**Required action**:
Find every line below with the string "Option" and pick it out.

-- Supplied material follows --

//! Per-participant presence logs.
//!
//! A [`ParticipantLog`] is the ordered list of joins and leaves one
//! participant produced while a resource was being tracked. Totals are
//! computed by pairing events `(0, 1)`, `(2, 3)`, ... so a well-formed log
//! alternates join/leave and ends on a leave once [`ParticipantLog::close`]
//! has run.

use chrono::{DateTime, Duration, Utc};
use thiserror::Error;

use crate::interval::elapsed;
use crate::types::{AlternationPolicy, ParticipantId};

/// A timestamped join or leave.
#[derive(Debug, Clone, Copy, PartialEq, Eq)]
pub struct PresenceEvent {
    pub timestamp: DateTime<Utc>,
    pub joined: bool,
}

impl PresenceEvent {
    pub const fn join(timestamp: DateTime<Utc>) -> Self {
        Self {
            timestamp,
            joined: true,
        }
    }

    pub const fn leave(timestamp: DateTime<Utc>) -> Self {
        Self {
            timestamp,
            joined: false,
        }
    }
}

/// Transitions refused under [`AlternationPolicy::Strict`].
#[derive(Debug, Error, Clone, PartialEq, Eq)]
pub enum LogError {
    /// The transition repeats the participant's current state.
    #[error("{participant} {} twice in a row", transition_verb(.joined))]
    RepeatedTransition {
        participant: ParticipantId,
        joined: bool,
    },

    /// The event is older than the last one in the log.
    #[error("event for {participant} at {at} precedes last event at {last}")]
    OutOfOrder {
        participant: ParticipantId,
        last: DateTime<Utc>,
        at: DateTime<Utc>,
    },
}

#[allow(clippy::trivially_copy_pass_by_ref)]
const fn transition_verb(joined: &bool) -> &'static str {
    if *joined { "joined" } else { "left" }
}

/// What [`ParticipantLog::record`] did with an event.
#[derive(Debug, Clone, Copy, PartialEq, Eq)]
pub enum Recorded {
    Appended,
    /// Dropped because it repeated the current state.
    Coalesced,
}

/// Presence history of one participant within one session.
#[derive(Debug, Clone, PartialEq, Eq)]
pub struct ParticipantLog {
    participant: ParticipantId,
    display_name: String,
    name_resolved: bool,
    events: Vec<PresenceEvent>,
}

impl ParticipantLog {
    /// Creates an empty log.
    ///
    /// Without a known display name the participant ID is used as the label
    /// until [`resolve_name`](Self::resolve_name) supplies one.
    pub fn new(participant: ParticipantId, display_name: Option<String>) -> Self {
        let (display_name, name_resolved) = match display_name {
            Some(name) => (name, true),
            None => (participant.to_string(), false),
        };
        Self {
            participant,
            display_name,
            name_resolved,
            events: Vec::new(),
        }
    }

    pub const fn participant(&self) -> &ParticipantId {
        &self.participant
    }

    pub fn display_name(&self) -> &str {
        &self.display_name
    }

    pub const fn is_name_resolved(&self) -> bool {
        self.name_resolved
    }

    pub fn events(&self) -> &[PresenceEvent] {
        &self.events
    }

    /// Whether the last recorded event is a join.
    pub fn is_present(&self) -> bool {
        self.events.last().is_some_and(|event| event.joined)
    }

    /// Caches the resolved display name.
    ///
    /// Names are resolved once per log; returns `false` if one was already
    /// cached.
    pub fn resolve_name(&mut self, name: String) -> bool {
        if self.name_resolved {
            return false;
        }
        self.display_name = name;
        self.name_resolved = true;
        true
    }

    /// Appends an event without any validation.
    pub fn append(&mut self, event: PresenceEvent) {
        self.events.push(event);
    }

    /// Appends an event, applying `policy` to transitions that do not
    /// alternate.
    ///
    /// A leave as the very first event counts as a repeat: the participant
    /// was not present in the log yet.
    pub fn record(
        &mut self,
        event: PresenceEvent,
        policy: AlternationPolicy,
    ) -> Result<Recorded, LogError> {
        let last = self.events.last().copied();
        let repeats = last.map_or(!event.joined, |last| last.joined == event.joined);

        match policy {
            AlternationPolicy::Trust => {}
            AlternationPolicy::Coalesce => {
                if repeats {
                    return Ok(Recorded::Coalesced);
                }
            }
            AlternationPolicy::Strict => {
                if repeats {
                    return Err(LogError::RepeatedTransition {
                        participant: self.participant.clone(),
                        joined: event.joined,
                    });
                }
                if let Some(last) = last.filter(|last| event.timestamp < last.timestamp) {
                    return Err(LogError::OutOfOrder {
                        participant: self.participant.clone(),
                        last: last.timestamp,
                        at: event.timestamp,
                    });
                }
            }
        }

        self.append(event);
        Ok(Recorded::Appended)
    }

    /// Closes an open presence interval at `at`.
    ///
    /// Returns `true` if a closing leave was appended.
    pub fn close(&mut self, at: DateTime<Utc>) -> bool {
        if self.is_present() {
            self.append(PresenceEvent::leave(at));
            true
        } else {
            false
        }
    }

    /// Sums the join/leave pairs of the log.
    ///
    /// Call [`close`](Self::close) first. A trailing unpaired event (only
    /// possible under [`AlternationPolicy::Trust`]) is ignored.
    pub fn total_connected_duration(&self) -> Duration {
        self.events
            .chunks_exact(2)
            .map(|pair| elapsed(pair[0].timestamp, pair[1].timestamp))
            .fold(Duration::zero(), |total, gap| total + gap)
    }
}

#[cfg(test)]
mod tests {
    use super::*;

    use chrono::TimeZone;

    fn ts(ms: i64) -> DateTime<Utc> {
        Utc.with_ymd_and_hms(2025, 3, 1, 18, 0, 0)
            .single()
            .expect("valid test timestamp")
            + Duration::milliseconds(ms)
    }

    fn log() -> ParticipantLog {
        ParticipantLog::new(ParticipantId::new("42").unwrap(), None)
    }

    #[test]
    fn test_unresolved_log_uses_participant_id_as_label() {
        let log = log();
        assert_eq!(log.display_name(), "42");
        assert!(!log.is_name_resolved());
    }

    #[test]
    fn test_name_is_resolved_only_once() {
        let mut log = log();
        assert!(log.resolve_name("Ada".to_string()));
        assert!(!log.resolve_name("Grace".to_string()));
        assert_eq!(log.display_name(), "Ada");
    }

    #[test]
    fn test_seeded_name_counts_as_resolved() {
        let mut log = ParticipantLog::new(ParticipantId::new("7").unwrap(), Some("Lin".into()));
        assert!(log.is_name_resolved());
        assert!(!log.resolve_name("Other".to_string()));
    }

    #[test]
    fn test_total_sums_pairwise_gaps() {
        let mut log = log();
        log.append(PresenceEvent::join(ts(0)));
        log.append(PresenceEvent::leave(ts(1_000)));
        log.append(PresenceEvent::join(ts(5_000)));
        log.append(PresenceEvent::leave(ts(7_500)));
        log.append(PresenceEvent::join(ts(10_000)));
        log.close(ts(10_250));

        assert_eq!(log.events().len(), 6);
        assert_eq!(log.total_connected_duration(), Duration::milliseconds(3_750));
    }

    #[test]
    fn test_join_closed_at_same_instant_is_zero() {
        let mut log = log();
        log.append(PresenceEvent::join(ts(3_000)));
        assert!(log.close(ts(3_000)));
        assert_eq!(log.total_connected_duration(), Duration::zero());
    }

    #[test]
    fn test_close_is_noop_after_leave() {
        let mut log = log();
        log.append(PresenceEvent::join(ts(0)));
        log.append(PresenceEvent::leave(ts(2_000)));
        assert!(!log.close(ts(9_000)));
        assert_eq!(log.events().len(), 2);
        assert_eq!(log.total_connected_duration(), Duration::milliseconds(2_000));
    }

    #[test]
    fn test_empty_log_totals_zero() {
        let mut log = log();
        assert!(!log.close(ts(1)));
        assert_eq!(log.total_connected_duration(), Duration::zero());
    }

    #[test]
    fn test_trailing_unpaired_event_is_ignored() {
        let mut log = log();
        log.append(PresenceEvent::join(ts(0)));
        log.append(PresenceEvent::leave(ts(1_000)));
        log.append(PresenceEvent::leave(ts(2_000)));
        assert_eq!(log.total_connected_duration(), Duration::milliseconds(1_000));
    }

    #[test]
    fn test_trust_policy_appends_repeats() {
        let mut log = log();
        let policy = AlternationPolicy::Trust;
        assert_eq!(log.record(PresenceEvent::leave(ts(0)), policy), Ok(Recorded::Appended));
        assert_eq!(log.record(PresenceEvent::join(ts(1)), policy), Ok(Recorded::Appended));
        assert_eq!(log.record(PresenceEvent::join(ts(2)), policy), Ok(Recorded::Appended));
        assert_eq!(log.events().len(), 3);
    }

    #[test]
    fn test_coalesce_policy_drops_repeats() {
        let mut log = log();
        let policy = AlternationPolicy::Coalesce;
        assert_eq!(log.record(PresenceEvent::leave(ts(0)), policy), Ok(Recorded::Coalesced));
        assert_eq!(log.record(PresenceEvent::join(ts(1_000)), policy), Ok(Recorded::Appended));
        assert_eq!(log.record(PresenceEvent::join(ts(2_000)), policy), Ok(Recorded::Coalesced));
        assert_eq!(log.record(PresenceEvent::leave(ts(4_000)), policy), Ok(Recorded::Appended));
        assert_eq!(log.record(PresenceEvent::leave(ts(5_000)), policy), Ok(Recorded::Coalesced));

        // The first join wins, so the interval is 1s..4s.
        assert_eq!(log.total_connected_duration(), Duration::milliseconds(3_000));
    }

    #[test]
    fn test_strict_policy_rejects_repeats() {
        let mut log = log();
        let policy = AlternationPolicy::Strict;
        log.record(PresenceEvent::join(ts(0)), policy).unwrap();

        let err = log.record(PresenceEvent::join(ts(1)), policy).unwrap_err();
        assert_eq!(
            err,
            LogError::RepeatedTransition {
                participant: ParticipantId::new("42").unwrap(),
                joined: true,
            }
        );
        assert_eq!(err.to_string(), "42 joined twice in a row");
        assert_eq!(log.events().len(), 1);
    }

    #[test]
    fn test_strict_policy_rejects_time_travel() {
        let mut log = log();
        let policy = AlternationPolicy::Strict;
        log.record(PresenceEvent::join(ts(5_000)), policy).unwrap();

        let err = log.record(PresenceEvent::leave(ts(4_000)), policy).unwrap_err();
        assert!(matches!(err, LogError::OutOfOrder { .. }));
        assert!(log.is_present());
    }
}
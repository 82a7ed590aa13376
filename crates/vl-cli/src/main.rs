use anyhow::{Context, Result};
use clap::Parser;
use tracing_subscriber::EnvFilter;

use vl_cli::commands::{format_duration, run};
use vl_cli::{Cli, Commands, Config};

#[tokio::main]
async fn main() -> Result<()> {
    let cli = Cli::parse();

    // Initialize tracing with verbose flag support
    let filter = if cli.verbose {
        EnvFilter::new("debug")
    } else {
        EnvFilter::from_default_env()
    };
    // Logs go to stderr; stdout carries command replies.
    let _ = tracing_subscriber::fmt()
        .with_env_filter(filter)
        .with_writer(std::io::stderr)
        .try_init();

    let mut stdout = std::io::stdout();
    match &cli.command {
        Some(Commands::Run { input, out_dir }) => {
            let config =
                Config::load_from(cli.config.as_deref()).context("failed to load configuration")?;
            tracing::debug!(?config, "loaded configuration");

            let out_dir = out_dir.as_ref().unwrap_or(&config.report_dir);
            std::fs::create_dir_all(out_dir).context("failed to create report directory")?;
            run::run(&mut stdout, &config, input.as_deref(), out_dir).await?;
        }
        Some(Commands::FormatDuration { ms }) => {
            format_duration::run(&mut stdout, *ms)?;
        }
        None => {
            // No subcommand, show help
            use clap::CommandFactory;
            Cli::command().print_help()?;
            println!();
        }
    }

    Ok(())
}
//! Registry of tracked resources.
//!
//! The registry is a plain owned value: callers that share it across tasks
//! wrap it in a lock (see [`Tracker`](crate::Tracker)). Every operation that
//! touches a resource key goes through `&mut self`, so a stop can never
//! interleave with a transition on the same resource.

use std::collections::HashMap;
use std::collections::hash_map::Entry;

use chrono::{DateTime, Utc};
use thiserror::Error;

use crate::log::{LogError, ParticipantLog, PresenceEvent, Recorded};
use crate::types::{AlternationPolicy, ParticipantId, ResourceId, ResourceKey, ScopeId, SessionId};

/// Errors returned by session lifecycle operations.
#[derive(Debug, Error, Clone, PartialEq, Eq)]
pub enum TrackingError {
    /// A session already exists for the resource.
    #[error("{key} is already being tracked")]
    AlreadyTracking { key: ResourceKey },

    /// No session exists for the resource.
    #[error("{key} is not being tracked")]
    NotTracking { key: ResourceKey },
}

/// A participant found in the resource when tracking starts.
#[derive(Debug, Clone, PartialEq, Eq)]
pub struct PresentParticipant {
    pub id: ParticipantId,
    /// Known display name, if the platform supplied one.
    pub display_name: Option<String>,
}

/// Returned by [`SessionRegistry::start_session`].
#[derive(Debug, Clone, PartialEq, Eq)]
pub struct SessionHandle {
    pub id: SessionId,
    pub key: ResourceKey,
    /// Seeded participants whose display name still has to be looked up.
    pub unresolved: Vec<ParticipantId>,
}

/// Result of [`SessionRegistry::record_transition`].
#[derive(Debug, Clone, PartialEq, Eq)]
pub enum TransitionOutcome {
    /// The resource is not tracked; nothing was recorded.
    Untracked,
    Recorded {
        session: SessionId,
        recorded: Recorded,
        /// The participant got a new log without a resolved display name.
        needs_name: bool,
    },
    /// The alternation policy refused the event.
    Rejected { session: SessionId, error: LogError },
}

/// A resource listed by [`SessionRegistry::list_sessions`].
#[derive(Debug, Clone, PartialEq, Eq)]
pub struct SessionSummary {
    pub resource: ResourceId,
    pub label: String,
}

/// One active tracking session.
#[derive(Debug, Clone)]
pub struct TrackedSession {
    id: SessionId,
    key: ResourceKey,
    label: String,
    initiator: ParticipantId,
    started_at: DateTime<Utc>,
    /// Registration order, used for stable listings.
    sequence: u64,
    logs: Vec<ParticipantLog>,
    index: HashMap<ParticipantId, usize>,
}

impl TrackedSession {
    pub const fn id(&self) -> SessionId {
        self.id
    }

    pub const fn key(&self) -> &ResourceKey {
        &self.key
    }

    pub fn label(&self) -> &str {
        &self.label
    }

    pub const fn initiator(&self) -> &ParticipantId {
        &self.initiator
    }

    pub const fn started_at(&self) -> DateTime<Utc> {
        self.started_at
    }

    /// Logs in order of first appearance.
    pub fn logs(&self) -> &[ParticipantLog] {
        &self.logs
    }

    pub fn log(&self, participant: &ParticipantId) -> Option<&ParticipantLog> {
        self.index.get(participant).map(|&i| &self.logs[i])
    }

    fn log_mut(&mut self, participant: &ParticipantId) -> Option<&mut ParticipantLog> {
        self.index.get(participant).map(|&i| &mut self.logs[i])
    }

    fn insert_log(&mut self, log: ParticipantLog) {
        self.index.insert(log.participant().clone(), self.logs.len());
        self.logs.push(log);
    }
}

/// Immutable view of a stopped session, handed to the report reducer.
#[derive(Debug, Clone)]
pub struct SessionSnapshot {
    id: SessionId,
    key: ResourceKey,
    label: String,
    initiator: ParticipantId,
    started_at: DateTime<Utc>,
    stopped_at: DateTime<Utc>,
    logs: Vec<ParticipantLog>,
}

impl SessionSnapshot {
    pub const fn id(&self) -> SessionId {
        self.id
    }

    pub const fn key(&self) -> &ResourceKey {
        &self.key
    }

    pub fn label(&self) -> &str {
        &self.label
    }

    pub const fn initiator(&self) -> &ParticipantId {
        &self.initiator
    }

    pub const fn started_at(&self) -> DateTime<Utc> {
        self.started_at
    }

    pub const fn stopped_at(&self) -> DateTime<Utc> {
        self.stopped_at
    }

    /// Closed logs in order of first appearance.
    pub fn logs(&self) -> &[ParticipantLog] {
        &self.logs
    }
}

/// Maps tracked resources to their sessions.
#[derive(Debug, Default)]
pub struct SessionRegistry {
    policy: AlternationPolicy,
    sessions: HashMap<ResourceKey, TrackedSession>,
    next_sequence: u64,
}

impl SessionRegistry {
    pub fn new(policy: AlternationPolicy) -> Self {
        Self {
            policy,
            ..Self::default()
        }
    }

    pub const fn policy(&self) -> AlternationPolicy {
        self.policy
    }

    pub fn len(&self) -> usize {
        self.sessions.len()
    }

    pub fn is_empty(&self) -> bool {
        self.sessions.is_empty()
    }

    pub fn is_tracking(&self, key: &ResourceKey) -> bool {
        self.sessions.contains_key(key)
    }

    pub fn session(&self, key: &ResourceKey) -> Option<&TrackedSession> {
        self.sessions.get(key)
    }

    /// Starts tracking `key`.
    ///
    /// Everyone in `present` is seeded with a join at `at`. Fails without
    /// touching the existing session if `key` is already tracked.
    pub fn start_session(
        &mut self,
        key: ResourceKey,
        label: impl Into<String>,
        initiator: ParticipantId,
        present: impl IntoIterator<Item = PresentParticipant>,
        at: DateTime<Utc>,
    ) -> Result<SessionHandle, TrackingError> {
        let Entry::Vacant(slot) = self.sessions.entry(key.clone()) else {
            return Err(TrackingError::AlreadyTracking { key });
        };

        let mut session = TrackedSession {
            id: SessionId::generate(),
            key: key.clone(),
            label: label.into(),
            initiator,
            started_at: at,
            sequence: self.next_sequence,
            logs: Vec::new(),
            index: HashMap::new(),
        };
        self.next_sequence += 1;

        let mut unresolved = Vec::new();
        for participant in present {
            if session.index.contains_key(&participant.id) {
                continue;
            }
            let mut log = ParticipantLog::new(participant.id, participant.display_name);
            log.append(PresenceEvent::join(at));
            if !log.is_name_resolved() {
                unresolved.push(log.participant().clone());
            }
            session.insert_log(log);
        }

        tracing::debug!(
            resource = %key,
            session = %session.id,
            seeded = session.logs.len(),
            "session started"
        );

        let handle = SessionHandle {
            id: session.id,
            key,
            unresolved,
        };
        slot.insert(session);
        Ok(handle)
    }

    /// Records a join or leave for `participant` in `key`.
    ///
    /// Untracked resources are ignored. A participant's log is created on
    /// the first event the alternation policy accepts.
    pub fn record_transition(
        &mut self,
        key: &ResourceKey,
        participant: &ParticipantId,
        display_name: Option<String>,
        joined: bool,
        at: DateTime<Utc>,
    ) -> TransitionOutcome {
        let policy = self.policy;
        let Some(session) = self.sessions.get_mut(key) else {
            return TransitionOutcome::Untracked;
        };
        let event = PresenceEvent {
            timestamp: at,
            joined,
        };

        let (result, needs_name) = if let Some(log) = session.log_mut(participant) {
            (log.record(event, policy), false)
        } else {
            let mut log = ParticipantLog::new(participant.clone(), display_name);
            let result = log.record(event, policy);
            let needs_name = !log.is_name_resolved();
            if matches!(result, Ok(Recorded::Appended)) {
                session.insert_log(log);
                (result, needs_name)
            } else {
                (result, false)
            }
        };

        match result {
            Ok(recorded) => TransitionOutcome::Recorded {
                session: session.id,
                recorded,
                needs_name,
            },
            Err(error) => TransitionOutcome::Rejected {
                session: session.id,
                error,
            },
        }
    }

    /// Caches a resolved display name for a participant of `session`.
    ///
    /// Ignored if the session has ended, the resource is now tracked by a
    /// different session, or the name was already resolved.
    pub fn resolve_display_name(
        &mut self,
        key: &ResourceKey,
        session: SessionId,
        participant: &ParticipantId,
        name: String,
    ) -> bool {
        self.sessions
            .get_mut(key)
            .filter(|tracked| tracked.id == session)
            .and_then(|tracked| tracked.log_mut(participant))
            .is_some_and(|log| log.resolve_name(name))
    }

    /// Stops tracking `key`, closing every log at `at`.
    ///
    /// The session is removed from the registry; a stopped session cannot be
    /// resumed.
    pub fn stop_session(
        &mut self,
        key: &ResourceKey,
        at: DateTime<Utc>,
    ) -> Result<SessionSnapshot, TrackingError> {
        let Some(mut session) = self.sessions.remove(key) else {
            return Err(TrackingError::NotTracking { key: key.clone() });
        };

        let closed = session
            .logs
            .iter_mut()
            .map(|log| log.close(at))
            .filter(|&closed| closed)
            .count();

        tracing::debug!(
            resource = %key,
            session = %session.id,
            participants = session.logs.len(),
            closed,
            "session stopped"
        );

        Ok(SessionSnapshot {
            id: session.id,
            key: session.key,
            label: session.label,
            initiator: session.initiator,
            started_at: session.started_at,
            stopped_at: at,
            logs: session.logs,
        })
    }

    /// Lists tracked resources in `scope`, oldest session first.
    pub fn list_sessions(&self, scope: &ScopeId) -> Vec<SessionSummary> {
        let mut sessions: Vec<&TrackedSession> = self
            .sessions
            .values()
            .filter(|session| &session.key.scope == scope)
            .collect();
        sessions.sort_by_key(|session| session.sequence);
        sessions
            .into_iter()
            .map(|session| SessionSummary {
                resource: session.key.resource.clone(),
                label: session.label.clone(),
            })
            .collect()
    }
}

-- Supplied material concluded --

**Solution**:
    pub fn new(participant: ParticipantId, display_name: Option<String>) -> Self {
    pub display_name: Option<String>,
    pub fn log(&self, participant: &ParticipantId) -> Option<&ParticipantLog> {
    fn log_mut(&mut self, participant: &ParticipantId) -> Option<&mut ParticipantLog> {
    pub fn session(&self, key: &ResourceKey) -> Option<&TrackedSession> {
        display_name: Option<String>,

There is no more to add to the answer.